Encontrar un hospedaje en Río Caribe, un domingo de octubre, es vencer un laberinto de obstáculos absurdos. Tras media hora de caminata entre la costanera y las calles del pueblo, me detuve en la puerta de la Posada Shalimar. Toqué timbre y me atendió una mujer bonita: -Puede que haya habitaciones pero debes regresar dentro de una hora -dijo titubeando mientras me invitaba a que dejara las valijas y aprovechara para almorzar. Un poco porque no me quedaba más opción, otro porque me sugirió un comedor que daba al mar, me encaminé hacia mi almuerzo mientras me preguntaba por qué esa mujer no había podido resolverme lo del hospedaje... Ya eran como las tres de la tarde y me senté a una mesa frente a la ventana. Klibis, la cocinera que oficiaba de moza por la hora, me ofreció Consomé de chipichipi -una especie de caldo de almejas con verduras- o pescado frito: cataco, corocoro o pargo; me decidí por el pargo porque me gustó el nombre, aunque no tuviera idea de qué pescado era...
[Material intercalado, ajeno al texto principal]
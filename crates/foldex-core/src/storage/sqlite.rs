//! `SQLite` record backend.

use std::collections::{BTreeMap, BTreeSet};

use async_trait::async_trait;
use chrono::{DateTime, Utc};
use sqlx::sqlite::{SqlitePool, SqlitePoolOptions, SqliteRow};
use sqlx::{Executor, Row, Sqlite};
use tracing::debug;

use super::{RecordBackend, SaveBatch, SummaryHeader, UidRange};
use crate::record::{MessageRecord, SystemFlags, Uid, uid_cmp};
use crate::summary::Counters;
use crate::Result;

/// Record backend storing every folder in one `SQLite` database.
pub struct SqliteBackend {
    pool: SqlitePool,
}

impl SqliteBackend {
    /// Open the database at `database_path`, creating it if needed.
    ///
    /// # Errors
    ///
    /// Returns an error if the database connection fails or schema creation fails.
    pub async fn new(database_path: &str) -> Result<Self> {
        let url = format!("sqlite:{database_path}?mode=rwc");
        let pool = SqlitePoolOptions::new()
            .max_connections(5)
            .connect(&url)
            .await?;

        let backend = Self { pool };
        backend.initialize().await?;
        Ok(backend)
    }

    /// Create an in-memory backend.
    ///
    /// # Errors
    ///
    /// Returns an error if the database connection fails or schema creation fails.
    pub async fn in_memory() -> Result<Self> {
        let pool = SqlitePoolOptions::new()
            .max_connections(1)
            .connect("sqlite::memory:")
            .await?;

        let backend = Self { pool };
        backend.initialize().await?;
        Ok(backend)
    }

    async fn initialize(&self) -> Result<()> {
        sqlx::query(
            r"
            CREATE TABLE IF NOT EXISTS summary_headers (
                folder TEXT PRIMARY KEY,
                version INTEGER NOT NULL,
                saved_at TEXT NOT NULL,
                counters TEXT NOT NULL,
                extra TEXT NOT NULL DEFAULT ''
            )
            ",
        )
        .execute(&self.pool)
        .await?;

        sqlx::query(
            r"
            CREATE TABLE IF NOT EXISTS message_records (
                folder TEXT NOT NULL,
                uid TEXT NOT NULL,
                flags INTEGER NOT NULL DEFAULT 0,
                user_flags TEXT NOT NULL DEFAULT '[]',
                user_tags TEXT NOT NULL DEFAULT '{}',
                size INTEGER NOT NULL DEFAULT 0,
                sent_date TEXT,
                received_date TEXT,
                message_id TEXT,
                refs TEXT NOT NULL DEFAULT '[]',
                subject TEXT NOT NULL DEFAULT '',
                from_addr TEXT NOT NULL DEFAULT '',
                to_addr TEXT NOT NULL DEFAULT '',
                cc_addr TEXT NOT NULL DEFAULT '',
                mlist TEXT NOT NULL DEFAULT '',
                headers TEXT NOT NULL DEFAULT '{}',
                UNIQUE(folder, uid)
            )
            ",
        )
        .execute(&self.pool)
        .await?;

        sqlx::query(
            r"
            CREATE INDEX IF NOT EXISTS idx_records_folder
            ON message_records(folder)
            ",
        )
        .execute(&self.pool)
        .await?;

        Ok(())
    }
}

#[async_trait]
impl RecordBackend for SqliteBackend {
    async fn put(&self, folder: &str, record: &MessageRecord) -> Result<()> {
        put_record(&self.pool, folder, record).await
    }

    async fn get_range(&self, folder: &str, range: &UidRange) -> Result<Vec<MessageRecord>> {
        let rows = sqlx::query(
            r"
            SELECT uid, flags, user_flags, user_tags, size, sent_date, received_date,
                   message_id, refs, subject, from_addr, to_addr, cc_addr, mlist, headers
            FROM message_records
            WHERE folder = ?
            ",
        )
        .bind(folder)
        .fetch_all(&self.pool)
        .await?;

        let mut records = Vec::with_capacity(rows.len());
        for row in &rows {
            let uid: String = row.get("uid");
            if range.contains(&uid) {
                records.push(row_to_record(row)?);
            }
        }
        records.sort_by(|a, b| uid_cmp(&a.uid, &b.uid));
        Ok(records)
    }

    async fn delete(&self, folder: &str, uids: &[Uid]) -> Result<()> {
        for uid in uids {
            delete_record(&self.pool, folder, uid).await?;
        }
        Ok(())
    }

    async fn header(&self, folder: &str) -> Result<Option<SummaryHeader>> {
        let row = sqlx::query(
            r"
            SELECT version, saved_at, counters, extra
            FROM summary_headers
            WHERE folder = ?
            ",
        )
        .bind(folder)
        .fetch_optional(&self.pool)
        .await?;

        let Some(row) = row else {
            return Ok(None);
        };

        let saved_at: String = row.get("saved_at");
        let counters: String = row.get("counters");
        Ok(Some(SummaryHeader {
            version: u32::try_from(row.get::<i64, _>("version")).unwrap_or(u32::MAX),
            saved_at: parse_date(&saved_at).unwrap_or_default(),
            counters: serde_json::from_str::<Counters>(&counters)?,
            extra: row.get("extra"),
        }))
    }

    async fn set_header(&self, folder: &str, header: &SummaryHeader) -> Result<()> {
        put_header(&self.pool, folder, header).await
    }

    async fn commit(&self, folder: &str, batch: &SaveBatch) -> Result<()> {
        let mut tx = self.pool.begin().await?;
        for record in &batch.put {
            put_record(&mut *tx, folder, record).await?;
        }
        for uid in &batch.delete {
            delete_record(&mut *tx, folder, uid).await?;
        }
        put_header(&mut *tx, folder, &batch.header).await?;
        tx.commit().await?;

        debug!(
            folder,
            written = batch.put.len(),
            deleted = batch.delete.len(),
            "Committed summary"
        );
        Ok(())
    }
}

async fn put_record<'e, E>(executor: E, folder: &str, record: &MessageRecord) -> Result<()>
where
    E: Executor<'e, Database = Sqlite>,
{
    let user_flags = serde_json::to_string(&record.user_flags)?;
    let user_tags = serde_json::to_string(&record.user_tags)?;
    let refs = serde_json::to_string(&record.references)?;
    let headers = serde_json::to_string(&record.headers)?;

    sqlx::query(
        r"
        INSERT INTO message_records
            (folder, uid, flags, user_flags, user_tags, size, sent_date, received_date,
             message_id, refs, subject, from_addr, to_addr, cc_addr, mlist, headers)
        VALUES (?, ?, ?, ?, ?, ?, ?, ?, ?, ?, ?, ?, ?, ?, ?, ?)
        ON CONFLICT(folder, uid) DO UPDATE SET
            flags = excluded.flags,
            user_flags = excluded.user_flags,
            user_tags = excluded.user_tags,
            size = excluded.size,
            sent_date = excluded.sent_date,
            received_date = excluded.received_date,
            message_id = excluded.message_id,
            refs = excluded.refs,
            subject = excluded.subject,
            from_addr = excluded.from_addr,
            to_addr = excluded.to_addr,
            cc_addr = excluded.cc_addr,
            mlist = excluded.mlist,
            headers = excluded.headers
        ",
    )
    .bind(folder)
    .bind(&record.uid)
    .bind(i64::from(record.flags.bits()))
    .bind(user_flags)
    .bind(user_tags)
    .bind(i64::try_from(record.size).unwrap_or(i64::MAX))
    .bind(record.sent_date.map(|d| d.to_rfc3339()))
    .bind(record.received_date.map(|d| d.to_rfc3339()))
    .bind(record.message_id.as_deref())
    .bind(refs)
    .bind(&record.subject)
    .bind(&record.from)
    .bind(&record.to)
    .bind(&record.cc)
    .bind(&record.mlist)
    .bind(headers)
    .execute(executor)
    .await?;

    Ok(())
}

async fn delete_record<'e, E>(executor: E, folder: &str, uid: &str) -> Result<()>
where
    E: Executor<'e, Database = Sqlite>,
{
    sqlx::query("DELETE FROM message_records WHERE folder = ? AND uid = ?")
        .bind(folder)
        .bind(uid)
        .execute(executor)
        .await?;
    Ok(())
}

async fn put_header<'e, E>(executor: E, folder: &str, header: &SummaryHeader) -> Result<()>
where
    E: Executor<'e, Database = Sqlite>,
{
    let counters = serde_json::to_string(&header.counters)?;

    sqlx::query(
        r"
        INSERT INTO summary_headers (folder, version, saved_at, counters, extra)
        VALUES (?, ?, ?, ?, ?)
        ON CONFLICT(folder) DO UPDATE SET
            version = excluded.version,
            saved_at = excluded.saved_at,
            counters = excluded.counters,
            extra = excluded.extra
        ",
    )
    .bind(folder)
    .bind(i64::from(header.version))
    .bind(header.saved_at.to_rfc3339())
    .bind(counters)
    .bind(&header.extra)
    .execute(executor)
    .await?;

    Ok(())
}

fn row_to_record(row: &SqliteRow) -> Result<MessageRecord> {
    let user_flags: String = row.get("user_flags");
    let user_tags: String = row.get("user_tags");
    let refs: String = row.get("refs");
    let headers: String = row.get("headers");
    let sent: Option<String> = row.get("sent_date");
    let received: Option<String> = row.get("received_date");
    let flags = u32::try_from(row.get::<i64, _>("flags")).unwrap_or_default();

    Ok(MessageRecord {
        uid: row.get("uid"),
        flags: SystemFlags::from_bits_retain(flags),
        user_flags: serde_json::from_str::<BTreeSet<String>>(&user_flags)?,
        user_tags: serde_json::from_str::<BTreeMap<String, String>>(&user_tags)?,
        size: u64::try_from(row.get::<i64, _>("size")).unwrap_or_default(),
        sent_date: sent.as_deref().and_then(parse_date),
        received_date: received.as_deref().and_then(parse_date),
        message_id: row.get("message_id"),
        references: serde_json::from_str(&refs)?,
        subject: row.get("subject"),
        from: row.get("from_addr"),
        to: row.get("to_addr"),
        cc: row.get("cc_addr"),
        mlist: row.get("mlist"),
        headers: serde_json::from_str(&headers)?,
    })
}

fn parse_date(value: &str) -> Option<DateTime<Utc>> {
    DateTime::parse_from_rfc3339(value)
        .ok()
        .map(|d| d.with_timezone(&Utc))
}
Cuando giré la vista hacia el interior del salón, tras deslumbrarme con la llegada de los pescadores desde la infinitud del mar, di con la mirada de la mujer del hotel. Almorzaba acompañada de un hombre bajo, calvo, dueño de una morenidad seductora.

No hubo tiempo de saludarlos. Tomé un trago de cerveza bien fría y recordé haber pasado años atrás por esa zona de la plaza Sucre. La carretera terminaba en la avenida Rómulo Gallegos con el colorido del puerto y del mercado, donde los pescadores y los puesteros de frutas y verduras bulliciosamente exponen sus productos.

El plato de pescado frito corpudo me entretuvo y cuando levanté la vista, la pareja ya no estaba en el comedor. Terminé de almorzar y emprendí el regreso de las tres cuadras que me separaban del hotel con la incertidumbre de si una habitación estaba esperándome o no. Mis pulsaciones aumentaron por la subida de las calles y porque encontré la posada cerrada.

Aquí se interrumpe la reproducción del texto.